Answer :
Let's answer each of the given questions step-by-step.
### Question 1
How many favorable outcomes are expressed in the probability [tex]\(\frac{7}{9}\)[/tex]?
The number of favorable outcomes is represented by the numerator in the probability fraction. Therefore, the number of favorable outcomes is:
[tex]\[ \boxed{7} \][/tex]
### Question 2
How many possible outcomes are expressed in the probability [tex]\(\frac{14}{25}\)[/tex]?
The number of possible outcomes is represented by the denominator in the probability fraction. Therefore, the number of possible outcomes is:
[tex]\[ \boxed{25} \][/tex]
### Question 3
What fraction correctly shows the probability of 14 favorable outcomes out of 21 possible outcomes?

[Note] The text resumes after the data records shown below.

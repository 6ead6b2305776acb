//! Config file location and environment overrides

use crate::persistence::ConfigFile;
use crate::{Config, ConfigError, ConfigResult, ValidationError};
use directories::ProjectDirs;
use std::path::{Path, PathBuf};
use std::str::FromStr;

/// Overrides `breaker.namespace`
pub const ENV_NAMESPACE: &str = "TRIPWIRE_NAMESPACE";
/// Overrides `breaker.error_threshold`
pub const ENV_ERROR_THRESHOLD: &str = "TRIPWIRE_ERROR_THRESHOLD";
/// Overrides `breaker.error_timeout_secs`
pub const ENV_ERROR_TIMEOUT_SECS: &str = "TRIPWIRE_ERROR_TIMEOUT_SECS";
/// Overrides `store.path`
pub const ENV_DATABASE: &str = "TRIPWIRE_DATABASE";

const CONFIG_FILE_NAME: &str = "config.toml";

/// Finds, loads and writes the tripwire config file
pub struct ConfigManager {
    file: ConfigFile,
    config_dir: PathBuf,
}

impl ConfigManager {
    /// Uses the per-user config directory
    ///
    /// - Linux: `~/.config/tripwire/`
    /// - macOS: `~/Library/Application Support/tripwire/`
    /// - Windows: `%APPDATA%\tripwire\`
    pub fn new() -> ConfigResult<Self> {
        let dirs = ProjectDirs::from("", "", "tripwire").ok_or(ConfigError::NoConfigDir)?;
        Ok(Self::with_directory(dirs.config_dir().to_path_buf()))
    }

    pub fn with_directory(config_dir: PathBuf) -> Self {
        Self {
            file: ConfigFile::new(config_dir.join(CONFIG_FILE_NAME)),
            config_dir,
        }
    }

    pub fn config_dir(&self) -> &Path {
        &self.config_dir
    }

    pub fn config_path(&self) -> &Path {
        self.file.path()
    }

    /// Where the previous file is kept after a save
    pub fn backup_path(&self) -> PathBuf {
        self.file.backup_path()
    }

    /// Loads the file, or the defaults when there is none
    pub fn load(&self) -> ConfigResult<Config> {
        self.file.load()
    }

    /// Validates and atomically writes `config`
    pub fn save(&self, config: &Config) -> ConfigResult<()> {
        self.file.save(config)
    }

    /// Writes a default file unless one exists
    ///
    /// Returns `true` when a file was created.
    pub fn initialize(&self) -> ConfigResult<bool> {
        if self.config_path().exists() {
            log::info!("Config already exists at {}", self.config_path().display());
            return Ok(false);
        }

        self.save(&Config::default())?;
        Ok(true)
    }

    /// Overwrites the file with the defaults; the old one goes to the backup
    pub fn reset(&self) -> ConfigResult<()> {
        self.save(&Config::default())
    }

    /// Returns every out-of-range setting in the file
    pub fn validate(&self) -> ConfigResult<Vec<ValidationError>> {
        Ok(self.load()?.validate().err().unwrap_or_default())
    }

    /// Loads the file, then applies the `TRIPWIRE_*` overrides
    ///
    /// Values that fail to parse are ignored with a warning.
    pub fn load_with_env_overrides(&self) -> ConfigResult<Config> {
        let mut config = self.load()?;
        apply_env_overrides(&mut config);

        if let Err(errors) = config.validate() {
            for error in &errors {
                log::warn!("After env overrides: {}", error);
            }
        }

        Ok(config)
    }
}

/// Applies `TRIPWIRE_*` environment overrides on top of `config`
pub fn apply_env_overrides(config: &mut Config) {
    if let Ok(namespace) = std::env::var(ENV_NAMESPACE) {
        config.breaker.namespace = namespace;
    }

    if let Some(threshold) = parse_env(ENV_ERROR_THRESHOLD) {
        config.breaker.error_threshold = threshold;
    }

    if let Some(timeout) = parse_env(ENV_ERROR_TIMEOUT_SECS) {
        config.breaker.error_timeout_secs = timeout;
    }

    if let Ok(path) = std::env::var(ENV_DATABASE) {
        config.store.path = PathBuf::from(path);
    }
}

fn parse_env<T: FromStr>(name: &str) -> Option<T> {
    let raw = std::env::var(name).ok()?;
    match raw.trim().parse::<T>() {
        Ok(value) => Some(value),
        Err(_) => {
            log::warn!("Ignoring {}={:?}: not a valid value", name, raw);
            None
        }
    }
}

#[cfg(test)]
mod tests {
    use super::*;
    use serial_test::serial;
    use tempfile::TempDir;

    fn setup_test_manager() -> (TempDir, ConfigManager) {
        let temp_dir = TempDir::new().expect("Failed to create temp dir");
        let manager = ConfigManager::with_directory(temp_dir.path().to_path_buf());
        (temp_dir, manager)
    }

    fn clear_env() {
        for name in [ENV_NAMESPACE, ENV_ERROR_THRESHOLD, ENV_ERROR_TIMEOUT_SECS, ENV_DATABASE] {
            std::env::remove_var(name);
        }
    }

    #[test]
    fn test_load_with_missing_file() {
        let (_temp_dir, manager) = setup_test_manager();
        assert_eq!(manager.load().unwrap(), Config::default());
    }

    #[test]
    fn test_load_with_corrupt_file() {
        let (_temp_dir, manager) = setup_test_manager();
        std::fs::write(manager.config_path(), "not = [valid").expect("Should write");

        let err = manager.load().unwrap_err();
        assert!(err.to_string().contains("config.toml"));
    }

    #[test]
    fn test_save_and_load() {
        let (_temp_dir, manager) = setup_test_manager();

        let mut config = Config::default();
        config.breaker.namespace = "billing".to_string();

        manager.save(&config).expect("Should save config");
        let loaded = manager.load().expect("Should load config");

        assert_eq!(loaded.breaker.namespace, "billing");
    }

    #[test]
    fn test_initialize_creates_file() {
        let (_temp_dir, manager) = setup_test_manager();

        let created = manager.initialize().expect("Should initialize");
        assert!(created);
        assert!(manager.config_path().exists());
    }

    #[test]
    fn test_initialize_with_existing_file() {
        let (_temp_dir, manager) = setup_test_manager();

        manager.save(&Config::default()).expect("Should save");

        let created = manager.initialize().expect("Should initialize");
        assert!(!created);
    }

    #[test]
    fn test_reset() {
        let (_temp_dir, manager) = setup_test_manager();

        let mut config = Config::default();
        config.breaker.error_threshold = 2;
        manager.save(&config).expect("Should save");

        manager.reset().expect("Should reset");

        let loaded = manager.load().expect("Should load");
        assert_eq!(loaded, Config::default());

        let backup = std::fs::read_to_string(manager.backup_path()).expect("Should keep backup");
        assert!(backup.contains("error_threshold = 2"));
    }

    #[test]
    fn test_validate_valid_config() {
        let (_temp_dir, manager) = setup_test_manager();
        manager.save(&Config::default()).expect("Should save");

        let errors = manager.validate().expect("Should validate");
        assert!(errors.is_empty());
    }

    #[test]
    fn test_validate_invalid_config() {
        let (_temp_dir, manager) = setup_test_manager();

        std::fs::write(manager.config_path(), "[store]\nmax_connections = 0\n")
            .expect("Should write");

        let errors = manager.validate().expect("Should validate");
        assert_eq!(errors.len(), 1);
        assert_eq!(errors[0].field, "store.max_connections");
    }

    #[test]
    #[serial]
    fn test_env_overrides() {
        let (_temp_dir, manager) = setup_test_manager();
        manager.save(&Config::default()).expect("Should save");

        std::env::set_var(ENV_NAMESPACE, "inventory");
        std::env::set_var(ENV_ERROR_THRESHOLD, "4");
        std::env::set_var(ENV_ERROR_TIMEOUT_SECS, "15");
        std::env::set_var(ENV_DATABASE, "/tmp/shared-circuits.db");

        let config = manager
            .load_with_env_overrides()
            .expect("Should load with overrides");
        clear_env();

        assert_eq!(config.breaker.namespace, "inventory");
        assert_eq!(config.breaker.error_threshold, 4);
        assert_eq!(config.breaker.error_timeout_secs, 15);
        assert_eq!(config.store.path, PathBuf::from("/tmp/shared-circuits.db"));
    }

    #[test]
    #[serial]
    fn test_unparseable_env_override_ignored() {
        let (_temp_dir, manager) = setup_test_manager();

        std::env::set_var(ENV_ERROR_THRESHOLD, "lots");
        let config = manager
            .load_with_env_overrides()
            .expect("Should load with overrides");
        clear_env();

        assert_eq!(config.breaker.error_threshold, 10);
    }

    #[test]
    fn test_config_file_path() {
        let (_temp_dir, manager) = setup_test_manager();
        assert!(manager.config_path().ends_with("config.toml"));
    }
}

The probability fraction for 14 favorable outcomes out of 21 possible outcomes is:
[tex]\[ \frac{14}{21} \][/tex]
Thus, the correct fraction is:
[tex]\[ \boxed{\frac{14}{21}} \][/tex]
### Question 4
Which probability is least likely: [tex]\(\frac{17}{35}, \frac{5}{13}, \frac{132}{425}, \frac{1}{2}\)[/tex]?
To determine which probability is least likely, we compare the following values:
[tex]\[ \frac{17}{35} \approx 0.486 \][/tex]
[tex]\[ \frac{5}{13} \approx 0.385 \][/tex]
[tex]\[ \frac{132}{425} \approx 0.3106 \][/tex]
[tex]\[ \frac{1}{2} = 0.5 \][/tex]
Among these values, [tex]\(0.3106\)[/tex] is the smallest. Therefore, the least likely probability is:
[tex]\[ \boxed{\frac{132}{425}} \][/tex]
### Question 5
Select the value(s) that could be the probability of an event.
Here are the given values:
- [tex]\(0.5\)[/tex]
- [tex]\(\frac{4}{3}\)[/tex]
- [tex]\(-1\)[/tex]
Probabilities must lie in the range [tex]\([0, 1]\)[/tex]. Therefore, the only value(s) that could be the probability of an event is/are:
[tex]\[ \boxed{0.5} \][/tex]
[tex]\[ \boxed{ } \][/tex]
This completes the solution for the given questions.
### Question 1
How many favorable outcomes are expressed in the probability [tex]\(\frac{7}{9}\)[/tex]?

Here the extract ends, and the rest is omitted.